Yes Bill, Grantland articles directly impact how professional athletes behave and train during the season.

Was this the all-time coincidence in the history of Grantland coincidences?
We only know that Palmer — within a few days of Barnwell’s column — suddenly transformed back into Someone You Might Be Able To Win A Super Bowl With. He’s won 12 of his last 14 starts, losing the other two by three points apiece. According to Mike Sando, he ranks sixth in QBR during that stretch (69.8, trailing only Peyton Manning, Rodgers, Rivers, Brady and Brees), and he has thrown for 3,918 yards and 27 TDs with just 11 picks.

That column also happened to be printed after Palmer had come off two straight games of playing well, as well as a soft part of the Cardinals' schedule. So he was playing well a couple of weeks before the article was written. It took Palmer a few weeks to fully grasp Arians' offense after not having been in the offense for a full year yet and he had shown signs of playing well prior to the column being written. It's all in the game log.

This isn’t one of those Josh McCown five-game rope-a-dope situations. Palmer has been playing extremely well for 13 solid months, even persevering when his receivers caught a recent case of the dropsies (mentioned here).

The Cardinals have a great coach, a great offensive line, and a great set of receivers. I think Palmer could have done something similar if he had stayed in Cincinnati.

Then immediately after writing that he was sort of wrong about Carson Palmer, but he won't totally admit it, Bill writes sentences sure to pop in his Friday NFL picks column again as a reminder of how smart he is...

But the Cardinals have some subtle omens going against them. They’re 16th in overall DVOA; they have a Pythagorean record that’s two wins lower than their real record (Barnwell Link No. 3!);5 and they’ve recovered nine of 14 fumbles (third-luckiest in the league) and they’re plus-10 in turnover differential. Any numbers nerd is waving a “REGRESSION!!!!!” flag right now.

Does that mean Arizona should consider throwing this week’s Rams game to be safe? Of course not. But the “Everybody Believes In Us” factor unnerves me.

Palmer got hurt, but I'm sure Bill chalk the Cardinals regression (which I'm assuming there will be some) up to the factors he lists here instead of the loss of their really underrated quarterback. 

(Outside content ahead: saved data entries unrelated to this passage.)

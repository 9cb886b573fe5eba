//! Static name tables
//!
//! The canonical name map, the excluded name set and the highlight set are
//! hand-curated per book. They are loaded once from configuration and passed
//! explicitly to whatever needs them.

use std::collections::{BTreeMap, BTreeSet};

use serde::{Deserialize, Serialize};

use crate::config::ConfigError;

/// Hand-curated name tables for one document
#[derive(Debug, Clone, Default, PartialEq, Eq, Serialize, Deserialize)]
#[serde(default)]
pub struct NameTables {
    /// Surface form -> canonical person identity
    pub canonical: BTreeMap<String, String>,

    /// Surface forms known to be false-positive detections
    pub excluded: BTreeSet<String>,

    /// Canonical names rendered in the highlight colour
    pub highlight: BTreeSet<String>,
}

impl NameTables {
    pub fn new() -> Self {
        Self::default()
    }

    /// Add a surface form mapping
    pub fn with_alias(mut self, surface: impl Into<String>, canonical: impl Into<String>) -> Self {
        self.canonical.insert(surface.into(), canonical.into());
        self
    }

    /// Add an excluded surface form
    pub fn with_excluded(mut self, name: impl Into<String>) -> Self {
        self.excluded.insert(name.into());
        self
    }

    /// Add a highlighted name
    pub fn with_highlight(mut self, name: impl Into<String>) -> Self {
        self.highlight.insert(name.into());
        self
    }

    /// Map a surface form to its canonical identity.
    ///
    /// Unmapped forms are their own identity. Matching is exact.
    pub fn canonicalize<'a>(&'a self, surface: &'a str) -> &'a str {
        self.canonical
            .get(surface)
            .map(String::as_str)
            .unwrap_or(surface)
    }

    /// Canonicalize, then drop excluded identities
    pub fn resolve<'a>(&'a self, surface: &'a str) -> Option<&'a str> {
        let canonical = self.canonicalize(surface);
        (!self.is_excluded(canonical)).then_some(canonical)
    }

    pub fn is_excluded(&self, name: &str) -> bool {
        self.excluded.contains(name)
    }

    pub fn is_highlighted(&self, name: &str) -> bool {
        self.highlight.contains(name)
    }

    /// Every surface form the map knows about, keys and values alike
    pub fn known_forms(&self) -> impl Iterator<Item = &str> {
        self.canonical
            .keys()
            .chain(self.canonical.values())
            .map(String::as_str)
    }

    /// Reject chained mappings.
    ///
    /// A canonical value must not itself be a key that maps to a different
    /// value, otherwise canonicalizing twice would not be a no-op.
    pub fn validate(&self) -> Result<(), ConfigError> {
        for (surface, canonical) in &self.canonical {
            if surface.trim().is_empty() || canonical.trim().is_empty() {
                return Err(ConfigError::InvalidValue {
                    key: "names.canonical".to_string(),
                    value: format!("{surface:?} = {canonical:?}"),
                });
            }
            if let Some(next) = self.canonical.get(canonical) {
                if next != canonical {
                    return Err(ConfigError::InvalidValue {
                        key: format!("names.canonical.{surface}"),
                        value: format!("{canonical} is itself mapped to {next}"),
                    });
                }
            }
        }
        Ok(())
    }
}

Oh, and if I had told you 13 months ago that Carson Palmer would be leading a 2014 title contender, you would have asked which CFL team had signed him. There’s that, too.

No, I would not have.

It goes on and on and on. You can SEE them in the Super Bowl. But I believe in the Cardinals simply because they remind me of the 2003 Patriots, an exceptionally well-coached team with a knack for pulling out close games.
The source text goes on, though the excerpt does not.